Bianca Andreescu’s Extended Break From Tennis Has Served Her Well

ROME – Bianca Andreescu’s first Italian open had just come to an understandable halt in the quarterfinals against Iga Swiatek, a steamroller disguised as a tennis star.

But even after failing to prevent the top-ranked Swiatek from extending her winning streak to 26 matches, Andreescu still took a seat in the Roman sunshine with a broad smile on her face.

Defeat at this stage does not have the same hard edge that the defeat has in other phases of her career.

“Honestly, I’m just fired up to get back out there and play her again,” Andreescu said in an interview after her loss, 7-6 (2), 6-0, on Friday. “If I look at myself a year ago, there’s just been so much progress in the way I’m handling back tours and my wins and my losses. I ‘m just super motivated. I want to go back to court right now and work on being more aggressive or whatnot. “

Andreescu, a 21-year-old Canadian from the Toronto suburbs, is one of the great talents in tennis, which she made abundantly clear in 2019 by winning her first attempt at the US Open women’s singles title, defeating Serena Williams in straight sets.

Ranked a career-high No. 4 in the month that followed, she will be No. 72 on Monday but still has that beguiling blend of finesse and punch and a rare ability to shift gears and spins. She also has a powerful leg reminiscent of her role model Kim Clijsters that helps her cover the court explosively and generate big-time pace while lacking the leverage of taller players (she is 5-foot-6).

“There’s no shot she can’t hit,” said Daniela Hantuchová, an analyst and former top-five player who was commenting on the courtside on Friday as Andreescu and Swiatek played on the tour for the first time.
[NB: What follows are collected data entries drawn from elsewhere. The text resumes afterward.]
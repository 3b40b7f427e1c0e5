use anyhow::Context;
use mongodb::{bson::doc, options::ClientOptions, Client, Database};
use tokio::sync::OnceCell;
use tracing::info;

use crate::config::AppConfig;

static CLIENT: OnceCell<Client> = OnceCell::const_new();

/// Process-wide Mongo client. The first successful connection is memoized;
/// a failed attempt leaves the cell empty so the next call retries.
pub async fn client(uri: &str) -> anyhow::Result<&'static Client> {
    CLIENT
        .get_or_try_init(|| async {
            let mut opts = ClientOptions::parse(uri)
                .await
                .context("parse MONGODB_URI")?;
            if opts.app_name.is_none() {
                opts.app_name = Some("fitness-auth".to_string());
            }
            let client = Client::with_options(opts).context("build mongo client")?;
            client
                .database("admin")
                .run_command(doc! { "ping": 1 }, None)
                .await
                .context("ping mongodb")?;
            info!("MongoDB connected");
            Ok(client)
        })
        .await
}

/// Database named by `MONGODB_DB`, else the one in the URI, else `fitness`.
pub async fn database(config: &AppConfig) -> anyhow::Result<Database> {
    let client = client(&config.mongodb_uri).await?;
    let name = config
        .mongodb_db
        .clone()
        .or_else(|| client.default_database().map(|d| d.name().to_string()))
        .unwrap_or_else(|| "fitness".to_string());
    Ok(client.database(&name))
}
“In that first set, Bianca wasn’t far from her top level at all,” Hantuchová said. “For me, that was the best set of tennis in the women’s tournament so far. In a way, it almost feels like a mirror against a mirror. They have different techniques, but they have points between their routines mentally, and tactically they know exactly what they are trying to do out there. Both are great athletes, and I kept saying during the match that I hope we see this matchup more often. It would be a wonderful rivalry to have. “

But until now, Andreescu, unlike the 20-year-old Swiatek, has only been a part-time threat. There have been a series of injuries, a career-long concern, and more recently the malaise that moved her to take her most recent extended break after the BNP Paribas opened in Indian Wells, Calif., In October 2021, before returning for a. tournament in Stuttgart last month.
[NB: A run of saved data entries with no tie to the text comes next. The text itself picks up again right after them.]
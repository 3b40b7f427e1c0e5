use std::{fmt, str::FromStr};

use mongodb::bson::{oid::ObjectId, DateTime};
use serde::{Deserialize, Serialize};

/// How an account was first created.
#[derive(Debug, Clone, Copy, Default, Serialize, Deserialize, PartialEq, Eq, Hash)]
#[serde(rename_all = "lowercase")]
pub enum Provider {
    #[default]
    Credentials,
    Google,
    Facebook,
}

impl Provider {
    pub fn as_str(&self) -> &'static str {
        match self {
            Provider::Credentials => "credentials",
            Provider::Google => "google",
            Provider::Facebook => "facebook",
        }
    }

    pub fn display_name(&self) -> &'static str {
        match self {
            Provider::Credentials => "Credentials",
            Provider::Google => "Google",
            Provider::Facebook => "Facebook",
        }
    }
}

impl fmt::Display for Provider {
    fn fmt(&self, f: &mut fmt::Formatter<'_>) -> fmt::Result {
        f.write_str(self.as_str())
    }
}

impl FromStr for Provider {
    type Err = anyhow::Error;

    fn from_str(s: &str) -> Result<Self, Self::Err> {
        match s {
            "credentials" => Ok(Provider::Credentials),
            "google" => Ok(Provider::Google),
            "facebook" => Ok(Provider::Facebook),
            other => anyhow::bail!("unknown provider: {other}"),
        }
    }
}

/// User document in the `users` collection.
///
/// `password` is only populated by the credential lookup; every other read
/// projects it away.
#[derive(Debug, Clone, Serialize, Deserialize, PartialEq)]
#[serde(rename_all = "camelCase")]
pub struct User {
    #[serde(rename = "_id")]
    pub id: ObjectId,
    pub email: String,
    #[serde(default, skip_serializing_if = "Option::is_none")]
    pub password: Option<String>,
    #[serde(alias = "firstname")]
    pub first_name: String,
    #[serde(alias = "lastname")]
    pub last_name: String,
    #[serde(default)]
    pub image: Option<String>,
    #[serde(default, skip_serializing_if = "Option::is_none")]
    pub email_verified: Option<DateTime>,
    #[serde(default)]
    pub provider: Provider,
    // Adapter-written documents carry no timestamps.
    #[serde(default = "DateTime::now")]
    pub created_at: DateTime,
    #[serde(default = "DateTime::now")]
    pub updated_at: DateTime,
}

impl User {
    pub fn display_name(&self) -> String {
        format!("{} {}", self.first_name, self.last_name)
            .trim()
            .to_string()
    }

    /// Copy of the document without the password hash.
    pub fn without_password(mut self) -> Self {
        self.password = None;
        self
    }
}

/// Fields supplied when an account is created.
#[derive(Debug, Clone)]
pub struct NewUser {
    pub email: String,
    pub password_hash: Option<String>,
    pub first_name: String,
    pub last_name: String,
    pub image: Option<String>,
    pub email_verified: bool,
    pub provider: Provider,
}

impl NewUser {
    pub fn into_document(self) -> User {
        let now = DateTime::now();
        User {
            id: ObjectId::new(),
            email: self.email.trim().to_lowercase(),
            password: self.password_hash,
            first_name: self.first_name.trim().to_string(),
            last_name: self.last_name.trim().to_string(),
            image: self.image,
            email_verified: self.email_verified.then_some(now),
            provider: self.provider,
            created_at: now,
            updated_at: now,
        }
    }
}

#[cfg(test)]
mod tests {
    use super::*;
    use mongodb::bson;

    #[test]
    fn provider_parses_path_segments() {
        assert_eq!("google".parse::<Provider>().unwrap(), Provider::Google);
        assert_eq!("facebook".parse::<Provider>().unwrap(), Provider::Facebook);
        assert!("github".parse::<Provider>().is_err());
    }

    #[test]
    fn new_user_normalizes_email_and_names() {
        let user = NewUser {
            email: "  Jane.Doe@Example.COM ".into(),
            password_hash: None,
            first_name: " Jane ".into(),
            last_name: "Doe ".into(),
            image: None,
            email_verified: true,
            provider: Provider::Google,
        }
        .into_document();
        assert_eq!(user.email, "jane.doe@example.com");
        assert_eq!(user.display_name(), "Jane Doe");
        assert!(user.email_verified.is_some());
    }

    #[test]
    fn legacy_lowercase_name_fields_are_accepted() {
        let doc = bson::doc! {
            "_id": ObjectId::new(),
            "email": "old@example.com",
            "firstname": "Old",
            "lastname": "Schema",
            "createdAt": DateTime::now(),
            "updatedAt": DateTime::now(),
        };
        let user: User = bson::from_document(doc).expect("legacy document decodes");
        assert_eq!(user.first_name, "Old");
        assert_eq!(user.last_name, "Schema");
        assert_eq!(user.provider, Provider::Credentials);
        assert!(user.password.is_none());
    }

    #[test]
    fn adapter_document_without_timestamps_decodes() {
        let verified = DateTime::now();
        let doc = bson::doc! {
            "_id": ObjectId::new(),
            "email": "ada@example.com",
            "firstname": "Ada",
            "lastname": "Lovelace",
            "emailVerified": verified,
            "image": "https://img.example/ada.png",
        };
        let user: User = bson::from_document(doc).expect("adapter document decodes");
        assert_eq!(user.display_name(), "Ada Lovelace");
        assert_eq!(user.email_verified, Some(verified));
        assert_eq!(user.image.as_deref(), Some("https://img.example/ada.png"));
        assert_eq!(user.provider, Provider::Credentials);
    }

    #[test]
    fn document_omits_absent_password() {
        let user = NewUser {
            email: "a@b.co".into(),
            password_hash: None,
            first_name: "A".into(),
            last_name: "B".into(),
            image: None,
            email_verified: false,
            provider: Provider::Facebook,
        }
        .into_document();
        let doc = bson::to_document(&user).unwrap();
        assert!(!doc.contains_key("password"));
        assert_eq!(doc.get_str("provider").unwrap(), "facebook");
        assert_eq!(doc.get_str("firstName").unwrap(), "A");
    }
}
She used her time off to do community service, volunteering at a children’s hospital and a shelter for victims of domestic violence. She went to a wellness retreat in Costa Rica and focused on developing more mental tools to supplement visualization and meditation work that she, like Swiatek, started during her junior career and has cited one of the keys to her precocious, if intermittent, success. General Chat Chat Lounge

“After Indian Wells, I legit, like, didn’t want to play anymore,” she said. “I don’t know if I was being dramatic, but that’s just how I was feeling in the moment. But now, I’m just super happy that I didn’t stop, because having that time off really made me appreciate my time on the court more now, because that was a decision that came from me. It wasn’t anything external like injuries or an illness or whatever. It was my call, and so I felt very empowered, and that was a big step in taking more control over my life and just not putting pressure on myself and just enjoying myself.
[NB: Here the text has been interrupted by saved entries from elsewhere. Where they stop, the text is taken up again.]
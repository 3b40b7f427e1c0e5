use axum::{
    http::StatusCode,
    response::{IntoResponse, Response},
    Json,
};
use serde_json::json;
use tracing::error;

use crate::users::StoreError;

#[derive(Debug, thiserror::Error)]
pub enum AuthError {
    #[error("All fields are required")]
    MissingFields,
    #[error("Passwords do not match")]
    PasswordMismatch,
    #[error("Invalid email")]
    InvalidEmail,
    #[error("Password must be at least 8 characters")]
    PasswordTooShort,
    #[error("Email already in use")]
    EmailTaken,
    #[error("Invalid email or password")]
    InvalidCredentials,
    #[error("Not signed in")]
    Unauthorized,
    #[error("Unknown sign-in provider")]
    UnknownProvider,
    #[error("Sign-in request expired or was tampered with")]
    InvalidState,
    #[error("Provider did not return an email address")]
    MissingEmail,
    #[error("Sign-in was cancelled at the provider")]
    AccessDenied,
    #[error(transparent)]
    Internal(#[from] anyhow::Error),
}

impl AuthError {
    pub fn status(&self) -> StatusCode {
        match self {
            AuthError::MissingFields
            | AuthError::PasswordMismatch
            | AuthError::InvalidEmail
            | AuthError::PasswordTooShort
            | AuthError::InvalidState
            | AuthError::MissingEmail => StatusCode::BAD_REQUEST,
            AuthError::EmailTaken => StatusCode::CONFLICT,
            AuthError::InvalidCredentials | AuthError::Unauthorized => StatusCode::UNAUTHORIZED,
            AuthError::AccessDenied => StatusCode::FORBIDDEN,
            AuthError::UnknownProvider => StatusCode::NOT_FOUND,
            AuthError::Internal(_) => StatusCode::INTERNAL_SERVER_ERROR,
        }
    }

    /// Short code carried in `?error=` on redirects back to the auth pages.
    pub fn code(&self) -> &'static str {
        match self {
            AuthError::MissingFields => "MissingFields",
            AuthError::PasswordMismatch => "PasswordMismatch",
            AuthError::InvalidEmail => "InvalidEmail",
            AuthError::PasswordTooShort => "PasswordTooShort",
            AuthError::EmailTaken => "EmailTaken",
            AuthError::InvalidCredentials | AuthError::Unauthorized => "CredentialsSignin",
            AuthError::UnknownProvider => "UnknownProvider",
            AuthError::InvalidState => "OAuthState",
            AuthError::MissingEmail => "OAuthAccountNotLinked",
            AuthError::AccessDenied => "AccessDenied",
            AuthError::Internal(_) => "Default",
        }
    }

    /// User-facing text for a redirect error code.
    pub fn message_for_code(code: &str) -> &'static str {
        match code {
            "MissingFields" => "All fields are required",
            "PasswordMismatch" => "Passwords do not match",
            "InvalidEmail" => "Invalid email",
            "PasswordTooShort" => "Password must be at least 8 characters",
            "EmailTaken" => "Email already in use",
            "CredentialsSignin" => "Invalid email or password",
            "UnknownProvider" => "Unknown sign-in provider",
            "OAuthState" => "Sign-in request expired, please try again",
            "OAuthAccountNotLinked" => "Your account has no email address we can use",
            "AccessDenied" => "Sign-in was cancelled",
            _ => "Sign in failed, please try again",
        }
    }
}

impl From<StoreError> for AuthError {
    fn from(e: StoreError) -> Self {
        match e {
            StoreError::Duplicate => AuthError::EmailTaken,
            StoreError::Other(e) => AuthError::Internal(e),
        }
    }
}

impl IntoResponse for AuthError {
    fn into_response(self) -> Response {
        let status = self.status();
        let message = match &self {
            AuthError::Internal(e) => {
                error!(error = %e, "internal error");
                "Internal server error".to_string()
            }
            other => other.to_string(),
        };
        (status, Json(json!({ "message": message }))).into_response()
    }
}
“During that break, I did basically everything I love to do, and I told myself if I do come back, I want to be in the same mind-set. Obviously, I want to be competitive and upset if I lose, but I also want to feel that I enjoy myself on the court and that I’m more motivated after a loss instead of just crawling in my bed and just like crying all night, which I was doing last year. “

Andreescu, like her fellow tennis star Naomi Osaka and some other prominent athletes of her generation, has been open about the mental-health challenges she faces. With three tournaments in her latest comeback, Andreescu is clearly in a better place and will head into the French Open with the red clay that suits her varied game.

She arrived at Friday’s interview with no tape on her body or ice packs in the tow.

“Nothing,” she said. “I’m just super grateful for my body especially, because that has been a huge problem. But I do see myself being a great clay-court player if I just keep doing well and working hard in practice and believing in myself. “

The challenge on tour – a 10-month test of endurance and resilience – is to maintain health and enthusiasm.

Her team, led by veteran coach Sven Groeneveld, is focused on keeping her fresh and, according to Andreescu, also calling on her bluffs.

“They can call me out without being defensive, and I think that really helps,” she said.

Groeneveld, whose highest-profile pupil in recent years was the now-retired Maria Sharapova, declined to comment on Andreescu because they are “still early” in their relationship. But he has a systematic approach to his work, sitting courtside during matches and noting the score point by point along with the key patterns of play and other details, including the concentration in a player’s lapses.

“He could write like 10 books with all the notes he ‘s taking. It’s hilarious, “Andreescu said.

Andreescu, as Canada’s first and only Grand Slam singles champion, has already written a book about her called “Bianca Andreescu: She the North,” published in 2019, and has written a picture book titled herself “Bibi’s Got” last year. Game: A Story About Tennis, Meditation and a Dog Named Coco. “

But with the surprise retirement of the reigning Wimbledon and Australian Open champion Ashleigh Barty earlier this season, the leaders of the women’s game can only hope that Andreescu’s tennis story is just the beginning.

She has an incandescent game as clear as Hantuchová and anyone else who watched the opening set on Friday before Swiatek kicked into a gear that Andreescu was not ready to match, at least not yet.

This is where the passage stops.